1. Changements morphologiques et physiologiques

1.1. Liés à la surdité en général

Les changements observés après une perte auditive neurosensorielle sont plus importants que ceux générés par une perte de transmission (Tucci & Rubel, 1985 ; Moore et coll., 1989). La surdité profonde peut résulter en une dégénérescence complète des processus périphériques du ganglion spiral (Kohenen, 1965 ; Spoendlin, 1975; Terayama et coll., 1977 ; Otte et coll., 1978 ; Hinojosa et coll., 1987 ; Nadol et coll., 1989) qui est suivie d’une dégénérescence des neurones du ganglion (Webster & Webster, 1981 ; Spoendlin, 1984 ; Leake & Hradek, 1988 ; Shepherd & Javel, 1997 ; Hardie & Shepherd, 1999). L’étendue de la perte des neurones dans le ganglion va dépendre de facteurs tels que l’étiologie, la sévérité et la durée de la surdité (Nadol et coll., 1989). D’autres études ont montré des changements physiologiques et anatomiques dans les noyaux du tronc cérébral auditif (Niparko, 1997; Nordeen et coll., 1983 ; Heid, 1998). Leur activité métabolique va par exemple être réduite (Wong-Riley et coll., 1978 ; Durham et coll., 1989) et la taille des neurones du noyau cochléaire et du complexe olivaire supérieur être réduite (Powell & Erulkar, 1962). Cela se traduit par des seuils élevés, des latences prolongées et une réduction de l’amplitude des potentiels évoqués du tronc cérébral chez l’animal (Clopton & Glass, 1984 ; Zhou et coll., 1995 ; Shepherd & Javel, 1997). Ces effets seront d’autant plus importants que la surdité aura été longue (Hardie & Shepherd, 1999). À un niveau plus central, un déficit de l’activité synaptique dans le cortex auditif est observé (Kral et coll., 2000).
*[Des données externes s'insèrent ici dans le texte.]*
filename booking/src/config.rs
//! Environment-driven configuration.

use std::path::PathBuf;

const DEFAULT_LEDGER_PATH: &str = "bookings.csv";
const DEFAULT_LOG_FILTER: &str = "cineease=info";

/// Runtime configuration, read once at startup.
#[derive(Clone, Debug)]
pub struct Config {
    /// Where confirmed bookings are appended
    pub ledger_path: PathBuf,
    /// Log filter, in `tracing_subscriber::EnvFilter` syntax
    pub log_filter: String,
}

impl Config {
    /// Reads configuration from the environment, falling back to defaults:
    /// `LEDGER_PATH` (default `bookings.csv`) and `RUST_LOG`
    /// (default `cineease=info`).
    #[must_use]
    pub fn from_env() -> Self {
        Self::from_lookup(|name| std::env::var(name).ok())
    }

    fn from_lookup(lookup: impl Fn(&str) -> Option<String>) -> Self {
        let ledger_path = lookup("LEDGER_PATH")
            .map_or_else(|| PathBuf::from(DEFAULT_LEDGER_PATH), PathBuf::from);
        let log_filter = lookup("RUST_LOG").unwrap_or_else(|| DEFAULT_LOG_FILTER.to_string());
        Self {
            ledger_path,
            log_filter,
        }
    }
}

impl Default for Config {
    fn default() -> Self {
        Self::from_env()
    }
}

#[cfg(test)]
mod tests {
    use super::*;

    #[test]
    fn defaults_apply_when_nothing_is_set() {
        let config = Config::from_lookup(|_| None);
        assert_eq!(config.ledger_path, PathBuf::from("bookings.csv"));
        assert_eq!(config.log_filter, "cineease=info");
    }

    #[test]
    fn overrides_take_precedence() {
        let config = Config::from_lookup(|name| match name {
            "LEDGER_PATH" => Some("/var/lib/cineease/bookings.csv".to_string()),
            "RUST_LOG" => Some("cineease=debug".to_string()),
            _ => None,
        });
        assert_eq!(
            config.ledger_path,
            PathBuf::from("/var/lib/cineease/bookings.csv")
        );
        assert_eq!(config.log_filter, "cineease=debug");
    }
}
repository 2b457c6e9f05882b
// src/services/practicum.rs

//! Homework API client.
//!
//! Issues the authenticated status request and hands back the decoded JSON
//! body. Shape checks live in [`crate::pipeline::validate`].

use async_trait::async_trait;
use reqwest::Client;
use serde_json::Value;

use crate::error::{AppError, Result};

/// Status line and body of an HTTP response.
#[derive(Debug, Clone, PartialEq, Eq)]
pub struct RawResponse {
    pub status: u16,
    pub body: String,
}

/// Minimal HTTP GET transport.
///
/// Implementations report connection-level failures as
/// [`AppError::RequestApi`]; any received response, whatever its status, is
/// returned as `Ok`.
#[async_trait]
pub trait Transport: Send + Sync {
    async fn get(
        &self,
        url: &str,
        headers: &[(&str, String)],
        query: &[(&str, String)],
    ) -> Result<RawResponse>;
}

/// [`Transport`] backed by a `reqwest` client.
#[derive(Debug, Clone)]
pub struct HttpTransport {
    client: Client,
}

impl HttpTransport {
    pub fn new(client: Client) -> Self {
        Self { client }
    }
}

#[async_trait]
impl Transport for HttpTransport {
    async fn get(
        &self,
        url: &str,
        headers: &[(&str, String)],
        query: &[(&str, String)],
    ) -> Result<RawResponse> {
        let mut request = self.client.get(url).query(query);
        for (name, value) in headers {
            request = request.header(*name, value);
        }

        let response = request.send().await.map_err(AppError::request_api)?;
        let status = response.status().as_u16();
        let body = response.text().await.map_err(AppError::request_api)?;
        Ok(RawResponse { status, body })
    }
}

/// Client for the homework statuses endpoint.
pub struct PracticumClient<T: Transport> {
    transport: T,
    endpoint: String,
    token: String,
}

impl<T: Transport> PracticumClient<T> {
    pub fn new(transport: T, endpoint: impl Into<String>, token: impl Into<String>) -> Self {
        Self {
            transport,
            endpoint: endpoint.into(),
            token: token.into(),
        }
    }

    pub fn transport(&self) -> &T {
        &self.transport
    }

    /// Request every status change since `timestamp` (Unix seconds).
    ///
    /// Fails with [`AppError::RequestApi`] when the request cannot be made and
    /// with [`AppError::ApiStatusCode`] on anything but `200 OK`.
    pub async fn get_api_answer(&self, timestamp: i64) -> Result<Value> {
        log::info!(
            "Requesting homework statuses from {} (from_date={})",
            self.endpoint,
            timestamp
        );

        let headers = [("Authorization", format!("OAuth {}", self.token))];
        let query = [("from_date", timestamp.to_string())];
        let response = self.transport.get(&self.endpoint, &headers, &query).await?;

        if response.status != 200 {
            return Err(AppError::ApiStatusCode {
                status: response.status,
            });
        }
        Ok(serde_json::from_str(&response.body)?)
    }
}


#[cfg(test)]
mod tests {
    use serde_json::json;

    use super::testing::ScriptedTransport;
    use super::*;

    fn client(answer: Result<RawResponse>) -> PracticumClient<ScriptedTransport> {
        PracticumClient::new(
            ScriptedTransport::new([answer]),
            "https://example.test/homework_statuses/",
            "secret",
        )
    }

    #[tokio::test]
    async fn test_sends_oauth_header_and_from_date() {
        let api = client(ScriptedTransport::ok(
            r#"{"homeworks": [], "current_date": 1700000000}"#,
        ));

        let body = api.get_api_answer(1_690_000_000).await.unwrap();
        assert_eq!(body, json!({"homeworks": [], "current_date": 1700000000}));

        let seen = api.transport.seen.lock().unwrap();
        assert_eq!(seen[0].url, "https://example.test/homework_statuses/");
        assert_eq!(
            seen[0].headers,
            vec![("Authorization".to_string(), "OAuth secret".to_string())]
        );
        assert_eq!(
            seen[0].query,
            vec![("from_date".to_string(), "1690000000".to_string())]
        );
    }

    #[tokio::test]
    async fn test_non_ok_status_is_reported_with_code() {
        let api = client(ScriptedTransport::status(
            403,
            r#"{"code": "not_authenticated"}"#,
        ));

        let err = api.get_api_answer(0).await.unwrap_err();
        assert!(matches!(err, AppError::ApiStatusCode { status: 403 }));
        assert!(err.to_string().contains("403"));
    }

    #[tokio::test]
    async fn test_transport_failure_keeps_detail() {
        let api = client(Err(AppError::request_api("connection refused")));

        let err = api.get_api_answer(0).await.unwrap_err();
        assert!(matches!(err, AppError::RequestApi(_)));
        assert!(err.to_string().contains("connection refused"));
    }

    #[tokio::test]
    async fn test_http_transport_reports_connection_failure() {
        let transport = HttpTransport::new(Client::new());
        let err = transport
            .get("http://127.0.0.1:1/", &[], &[("from_date", "0".to_string())])
            .await
            .unwrap_err();
        assert!(matches!(err, AppError::RequestApi(_)));
    }

    #[tokio::test]
    async fn test_undecodable_body_is_a_json_error() {
        let api = client(ScriptedTransport::ok("<html>oops</html>"));

        assert!(matches!(
            api.get_api_answer(0).await,
            Err(AppError::Json(_))
        ));
    }
}
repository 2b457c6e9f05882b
//! Homework records and review statuses.

use std::fmt;
use std::str::FromStr;

use serde::{Deserialize, Deserializer, Serialize};
use serde_json::Value;

use crate::error::AppError;

/// A single homework entry from the `homeworks` list.
///
/// Only `homework_name` and `status` drive notifications. They stay optional
/// here so that a record missing either one is reported by
/// [`parse_status`](crate::pipeline::parse_status) with a precise error.
/// Text fields accept any JSON value, so a mistyped field never rejects the
/// whole response.
#[derive(Debug, Clone, Default, PartialEq, Eq, Serialize, Deserialize)]
pub struct HomeworkRecord {
    #[serde(default)]
    pub id: Option<Value>,

    #[serde(default, deserialize_with = "text_or_json")]
    pub homework_name: Option<String>,

    #[serde(default, deserialize_with = "text_or_json")]
    pub status: Option<String>,

    #[serde(default, deserialize_with = "text_or_json")]
    pub lesson_name: Option<String>,

    #[serde(default, deserialize_with = "text_or_json")]
    pub reviewer_comment: Option<String>,

    /// ISO 8601 timestamp of the last status change
    #[serde(default, deserialize_with = "text_or_json")]
    pub date_updated: Option<String>,
}

/// Strings pass through, `null` is absent, anything else keeps its JSON text.
fn text_or_json<'de, D>(deserializer: D) -> Result<Option<String>, D::Error>
where
    D: Deserializer<'de>,
{
    Ok(match Value::deserialize(deserializer)? {
        Value::Null => None,
        Value::String(s) => Some(s),
        other => Some(other.to_string()),
    })
}

impl HomeworkRecord {
    pub fn new(homework_name: impl Into<String>, status: impl Into<String>) -> Self {
        Self {
            homework_name: Some(homework_name.into()),
            status: Some(status.into()),
            ..Self::default()
        }
    }
}

/// Review status of a homework.
#[derive(Debug, Clone, Copy, PartialEq, Eq, Hash)]
pub enum HomeworkStatus {
    Approved,
    Reviewing,
    Rejected,
}

impl HomeworkStatus {
    pub const ALL: [HomeworkStatus; 3] = [Self::Approved, Self::Reviewing, Self::Rejected];

    /// Wire value used by the API.
    pub fn as_str(&self) -> &'static str {
        match self {
            HomeworkStatus::Approved => "approved",
            HomeworkStatus::Reviewing => "reviewing",
            HomeworkStatus::Rejected => "rejected",
        }
    }

    /// Human-readable verdict sent to the chat.
    pub fn verdict(&self) -> &'static str {
        match self {
            HomeworkStatus::Approved => "Работа проверена: ревьюеру всё понравилось. Ура!",
            HomeworkStatus::Reviewing => "Работа взята на проверку ревьюером.",
            HomeworkStatus::Rejected => "Работа проверена: у ревьюера есть замечания.",
        }
    }
}

impl FromStr for HomeworkStatus {
    type Err = AppError;

    fn from_str(s: &str) -> Result<Self, Self::Err> {
        Self::ALL
            .into_iter()
            .find(|status| status.as_str() == s)
            .ok_or_else(|| AppError::homework_status(s))
    }
}

impl fmt::Display for HomeworkStatus {
    fn fmt(&self, f: &mut fmt::Formatter<'_>) -> fmt::Result {
        f.write_str(self.as_str())
    }
}

#[cfg(test)]
mod tests {
    use super::*;

    #[test]
    fn test_status_round_trips_through_wire_value() {
        for status in HomeworkStatus::ALL {
            assert_eq!(status.as_str().parse::<HomeworkStatus>().unwrap(), status);
        }
    }

    #[test]
    fn test_status_is_case_sensitive() {
        assert!("Approved".parse::<HomeworkStatus>().is_err());
    }

    #[test]
    fn test_record_ignores_unknown_fields() {
        let record: HomeworkRecord = serde_json::from_str(
            r#"{"id": 7, "homework_name": "proj1", "status": "rejected", "extra": true}"#,
        )
        .unwrap();
        assert_eq!(record.id, Some(Value::from(7)));
        assert_eq!(record.homework_name.as_deref(), Some("proj1"));
        assert_eq!(record.status.as_deref(), Some("rejected"));
    }

    #[test]
    fn test_record_tolerates_mistyped_fields() {
        let record: HomeworkRecord = serde_json::from_str(
            r#"{"id": "abc", "homework_name": "old", "status": 5, "lesson_name": ["x"], "date_updated": null}"#,
        )
        .unwrap();
        assert_eq!(record.id, Some(Value::from("abc")));
        assert_eq!(record.homework_name.as_deref(), Some("old"));
        assert_eq!(record.status.as_deref(), Some("5"));
        assert_eq!(record.lesson_name.as_deref(), Some("[\"x\"]"));
        assert!(record.date_updated.is_none());
    }

    #[test]
    fn test_record_tolerates_missing_fields() {
        let record: HomeworkRecord = serde_json::from_str("{}").unwrap();
        assert!(record.homework_name.is_none());
        assert!(record.status.is_none());
    }
}
//! Application configuration structures.

use std::fs;
use std::path::Path;
use std::time::Duration;

use serde::{Deserialize, Serialize};

use crate::error::{AppError, Result};

/// Root application configuration.
///
/// Secrets are not part of this file; see [`Credentials`](super::Credentials).
#[derive(Debug, Clone, Default, Serialize, Deserialize)]
pub struct Config {
    /// Homework API settings
    #[serde(default)]
    pub api: ApiConfig,

    /// Telegram Bot API settings
    #[serde(default)]
    pub telegram: TelegramConfig,

    /// Polling loop behavior
    #[serde(default)]
    pub poll: PollConfig,

    /// Log output settings
    #[serde(default)]
    pub logging: LoggingConfig,
}

impl Config {
    /// Load configuration from a TOML file.
    pub fn load(path: impl AsRef<Path>) -> Result<Self> {
        let content = fs::read_to_string(path)?;
        Ok(toml::from_str(&content)?)
    }

    /// Validate configuration values for basic sanity.
    pub fn validate(&self) -> Result<()> {
        url::Url::parse(&self.api.endpoint)?;
        url::Url::parse(&self.telegram.api_base)?;
        if self.api.user_agent.trim().is_empty() {
            return Err(AppError::validation("api.user_agent is empty"));
        }
        if self.api.timeout_secs == 0 {
            return Err(AppError::validation("api.timeout_secs must be > 0"));
        }
        if self.poll.initial_lookback_secs < 0 {
            return Err(AppError::validation(
                "poll.initial_lookback_secs must not be negative",
            ));
        }
        Ok(())
    }
}

/// Homework API client settings.
#[derive(Debug, Clone, Serialize, Deserialize)]
pub struct ApiConfig {
    /// Homework statuses endpoint
    #[serde(default = "defaults::endpoint")]
    pub endpoint: String,

    /// Request timeout in seconds
    #[serde(default = "defaults::timeout")]
    pub timeout_secs: u64,

    /// User-Agent header for HTTP requests
    #[serde(default = "defaults::user_agent")]
    pub user_agent: String,
}

impl Default for ApiConfig {
    fn default() -> Self {
        Self {
            endpoint: defaults::endpoint(),
            timeout_secs: defaults::timeout(),
            user_agent: defaults::user_agent(),
        }
    }
}

/// Telegram Bot API settings.
#[derive(Debug, Clone, Serialize, Deserialize)]
pub struct TelegramConfig {
    /// Base URL of the Bot API, without the `/bot<token>` suffix
    #[serde(default = "defaults::telegram_api_base")]
    pub api_base: String,
}

impl Default for TelegramConfig {
    fn default() -> Self {
        Self {
            api_base: defaults::telegram_api_base(),
        }
    }
}

/// What the polling loop does after a failed cycle.
#[derive(Debug, Clone, Copy, PartialEq, Eq, Default, Serialize, Deserialize)]
#[serde(rename_all = "snake_case")]
pub enum OnError {
    /// Log the failure and let it escape the loop, ending the process.
    #[default]
    Terminate,
    /// Log the failure and keep polling.
    LogAndContinue,
}

/// Polling loop settings.
#[derive(Debug, Clone, Serialize, Deserialize)]
pub struct PollConfig {
    /// Delay after every cycle, in seconds
    #[serde(default = "defaults::retry")]
    pub retry_secs: u64,

    /// How far back the first request looks, in seconds
    #[serde(default = "defaults::initial_lookback")]
    pub initial_lookback_secs: i64,

    /// Failure policy for a single cycle
    #[serde(default)]
    pub on_error: OnError,
}

impl PollConfig {
    pub fn retry_interval(&self) -> Duration {
        Duration::from_secs(self.retry_secs)
    }
}

impl Default for PollConfig {
    fn default() -> Self {
        Self {
            retry_secs: defaults::retry(),
            initial_lookback_secs: defaults::initial_lookback(),
            on_error: OnError::default(),
        }
    }
}

/// Logging settings.
#[derive(Debug, Clone, Serialize, Deserialize)]
pub struct LoggingConfig {
    /// Default log level when RUST_LOG is not set
    #[serde(default = "defaults::log_level")]
    pub level: String,
}

impl Default for LoggingConfig {
    fn default() -> Self {
        Self {
            level: defaults::log_level(),
        }
    }
}

mod defaults {
    // API defaults
    pub fn endpoint() -> String {
        "https://practicum.yandex.ru/api/user_api/homework_statuses/".into()
    }
    pub fn timeout() -> u64 {
        30
    }
    pub fn user_agent() -> String {
        "homework-bot/0.1".into()
    }

    // Telegram defaults
    pub fn telegram_api_base() -> String {
        "https://api.telegram.org".into()
    }

    // Poll defaults
    pub fn retry() -> u64 {
        5
    }
    pub fn initial_lookback() -> i64 {
        30 * 24 * 60 * 60
    }

    // Logging defaults
    pub fn log_level() -> String {
        "debug".into()
    }
}

#[cfg(test)]
mod tests {
    use std::io::Write;

    use tempfile::NamedTempFile;

    use super::*;

    #[test]
    fn validate_default_config_ok() {
        assert!(Config::default().validate().is_ok());
    }

    #[test]
    fn default_values_match_polling_contract() {
        let config = Config::default();
        assert_eq!(config.poll.retry_interval(), Duration::from_secs(5));
        assert_eq!(config.poll.on_error, OnError::Terminate);
        assert_eq!(config.poll.initial_lookback_secs, 2_592_000);
        assert_eq!(
            config.api.endpoint,
            "https://practicum.yandex.ru/api/user_api/homework_statuses/"
        );
    }

    #[test]
    fn validate_rejects_zero_timeout() {
        let mut config = Config::default();
        config.api.timeout_secs = 0;
        assert!(config.validate().is_err());
    }

    #[test]
    fn validate_rejects_bad_endpoint() {
        let mut config = Config::default();
        config.api.endpoint = "not a url".to_string();
        assert!(matches!(config.validate(), Err(AppError::Url(_))));
    }

    #[test]
    fn partial_toml_falls_back_to_defaults() {
        let mut file = NamedTempFile::new().unwrap();
        writeln!(
            file,
            "[poll]\nretry_secs = 60\non_error = \"log_and_continue\"\n"
        )
        .unwrap();

        let config = Config::load(file.path()).unwrap();
        assert_eq!(config.poll.retry_secs, 60);
        assert_eq!(config.poll.on_error, OnError::LogAndContinue);
        assert_eq!(config.api.timeout_secs, 30);
        assert_eq!(config.telegram.api_base, "https://api.telegram.org");
    }

    #[test]
    fn unknown_on_error_policy_is_rejected() {
        let result: std::result::Result<Config, _> =
            toml::from_str("[poll]\non_error = \"retry_forever\"\n");
        assert!(result.is_err());
    }

    #[test]
    fn test_missing_file_is_io_error() {
        let dir = tempfile::tempdir().unwrap();
        let result = Config::load(dir.path().join("missing.toml"));
        assert!(matches!(result, Err(AppError::Io(_))));
    }
}
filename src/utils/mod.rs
//! Utility functions and helpers.

pub mod http;

use url::Url;

use crate::error::Result;

/// Build the URL of a Bot API method: `<base>/bot<token>/<method>`.
pub fn bot_method_url(api_base: &str, token: &str, method: &str) -> Result<Url> {
    let base = Url::parse(api_base.trim_end_matches('/'))?;
    Ok(base.join(&format!("/bot{token}/{method}"))?)
}

/// Current Unix time in seconds.
pub fn unix_now() -> i64 {
    chrono::Utc::now().timestamp()
}
//! External services the bot talks to.

pub mod practicum;
pub mod telegram;

pub use practicum::{HttpTransport, PracticumClient, RawResponse, Transport};
pub use telegram::{Messenger, Notifier, TelegramBot};
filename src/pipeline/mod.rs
//! Pipeline entry points for the polling bot.
//!
//! - `validate`: response shape checks and status interpretation
//! - `poll`: the fetch → validate → notify loop

pub mod poll;
pub mod validate;

pub use poll::{CycleOutcome, PollState, Poller};
pub use validate::{check_response, current_date, parse_status};
//! Secrets needed to talk to the homework API and Telegram.

use std::fmt;

/// Environment variable holding the Practicum OAuth token.
pub const PRACTICUM_TOKEN_VAR: &str = "PRACTICUM_TOKEN";
/// Environment variable holding the Telegram bot token.
pub const TELEGRAM_TOKEN_VAR: &str = "TELEGRAM_TOKEN";
/// Environment variable holding the destination chat id.
pub const TELEGRAM_CHAT_ID_VAR: &str = "TELEGRAM_CHAT_ID";

/// The three opaque tokens the bot runs with.
///
/// Loaded once at startup and never changed afterwards.
#[derive(Clone, Default, PartialEq, Eq)]
pub struct Credentials {
    pub practicum_token: String,
    pub telegram_token: String,
    pub telegram_chat_id: String,
}

impl Credentials {
    pub fn new(
        practicum_token: impl Into<String>,
        telegram_token: impl Into<String>,
        telegram_chat_id: impl Into<String>,
    ) -> Self {
        Self {
            practicum_token: practicum_token.into(),
            telegram_token: telegram_token.into(),
            telegram_chat_id: telegram_chat_id.into(),
        }
    }

    /// Read credentials from the process environment.
    ///
    /// Unset variables become empty strings; [`check_tokens`](Self::check_tokens)
    /// decides whether that is acceptable.
    pub fn from_env() -> Self {
        Self::from_lookup(|key| std::env::var(key).ok())
    }

    /// Read credentials through an arbitrary key lookup.
    pub fn from_lookup<F>(lookup: F) -> Self
    where
        F: Fn(&str) -> Option<String>,
    {
        let get = |key: &str| lookup(key).unwrap_or_default();
        Self {
            practicum_token: get(PRACTICUM_TOKEN_VAR),
            telegram_token: get(TELEGRAM_TOKEN_VAR),
            telegram_chat_id: get(TELEGRAM_CHAT_ID_VAR),
        }
    }

    /// True iff all three values are non-empty.
    pub fn check_tokens(&self) -> bool {
        self.missing().is_empty()
    }

    /// Names of the environment variables that are empty or unset.
    pub fn missing(&self) -> Vec<&'static str> {
        [
            (PRACTICUM_TOKEN_VAR, &self.practicum_token),
            (TELEGRAM_TOKEN_VAR, &self.telegram_token),
            (TELEGRAM_CHAT_ID_VAR, &self.telegram_chat_id),
        ]
        .into_iter()
        .filter(|(_, value)| value.is_empty())
        .map(|(name, _)| name)
        .collect()
    }
}

// Tokens must never reach the logs.
impl fmt::Debug for Credentials {
    fn fmt(&self, f: &mut fmt::Formatter<'_>) -> fmt::Result {
        let mask = |value: &str| if value.is_empty() { "<unset>" } else { "<redacted>" };
        f.debug_struct("Credentials")
            .field("practicum_token", &mask(&self.practicum_token))
            .field("telegram_token", &mask(&self.telegram_token))
            .field("telegram_chat_id", &self.telegram_chat_id)
            .finish()
    }
}
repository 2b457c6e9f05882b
// src/utils/http.rs

//! HTTP client utilities.

use std::time::Duration;

use crate::error::Result;
use crate::models::ApiConfig;

/// Create a configured asynchronous HTTP client.
pub fn create_async_client(config: &ApiConfig) -> Result<reqwest::Client> {
    let client = reqwest::Client::builder()
        .user_agent(&config.user_agent)
        .timeout(Duration::from_secs(config.timeout_secs))
        .build()?;
    Ok(client)
}
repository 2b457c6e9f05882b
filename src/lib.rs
// src/lib.rs

//! Homework review status bot library

pub mod error;
pub mod models;
pub mod pipeline;
pub mod services;
pub mod utils;
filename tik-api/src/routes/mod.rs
/// API route handlers
///
/// One module per resource:
///
/// - `health`: Home message and health check
/// - `auth`: Token issuance and the current user
/// - `labels`: Categories, levels and statuses (shared handlers)
/// - `users`, `projects`, `tickets`, `comments`: Entity CRUD
///
/// Every CRUD handler follows the same path: validate, fetch, guard, mutate,
/// commit, reload. Failures propagate as [`crate::error::ApiError`] and the
/// session layer rolls back.

pub mod auth;
pub mod comments;
pub mod health;
pub mod labels;
pub mod projects;
pub mod tickets;
pub mod users;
Les effets de l’ablation cochléaire vont être plus importants si elle est faite avant la période critique (Moore, 1990). Des études chez la gerbille et la souris ont montré que l’ablation des cochlées ou le blocage de l’activité du nerf auditif entraînent une perte des neurones dans le noyau cochléaire (Tierney & Moore, 1997 ; Mostafapour et coll., 2002 ; Pasi & Rubel, 1989), ainsi qu’une diminution de la taille globale du noyau cochléaire (Trune, 1982) si l’ablation était effectuée avant l’apparition de l’audition. Ces résultats n’ont pas été retrouvés chez l’homme (pour revue : Hartmann & Kral, 2004). Dans le noyau cochléaire du chat sourd congénital, la quantité de ramifications et la densité des vésicules synaptiques sont moindres que chez l’animal normo-entendant (par ex., Ryugo et coll., 1998). Les noyaux du tronc cérébral ont moins de synapses et le colliculus inférieur est de plus petite taille chez les animaux que l’on rend sourds à la naissance (Hardie et coll., 1998 ; Hardie & Shepherd, 1999). Les seuils des PEEPs sont plus élevés chez le chat sourd congénital que chez le chat normo-entendant (Snyder et coll., 1991 ; Klinke et coll., 1999 ; Kral et coll., 2002). Cela n’est pas retrouvé chez le chat que l’on rend sourd à la naissance (Kral et coll., 2005) ce qui peut être dû au fait que la dégénérescence des cellules du ganglion spiral est moindre (Hardie & Shepherd, 1999).

Les modifications au niveau cortical peuvent se réaliser très rapidement. La courbe d’accord des neurones corticaux peut en effet s’élargir dans les 30 minutes qui suivent la perte auditive (Calford et coll., 1993 ; Snyder & Sinex, 2002). Certains des mécanismes sous-jacents de plasticité à court-terme exposés en introduction interviennent donc probablement dans un premier temps. Le recrutement d’une plus grande population neurale peut se produire à la suite d’une diminution de l’inhibition au niveau cortico-cortical (Jacobs & Donoghue, 1991). Les travaux de Rajan (1998) chez le chat ayant une perte auditive modérée montrent toutefois qu’un démasquage d’afférences latentes observé suite à une levée d’inhibition n’entraîne pas forcément de modification des cartes fréquentielles ou de changements synaptiques et dendritiques au niveau de connexions déjà existantes (Darian Smith & Gilbert, 1995). Les changements au niveau synaptique pourraient aussi être dus à une activité neuronale synchrone (potentialisation de type Hebbien, Diamond et coll., 1993) et à des connexions descendantes (feedbacks) modifiées (Krubitzer & Kaas, 1989).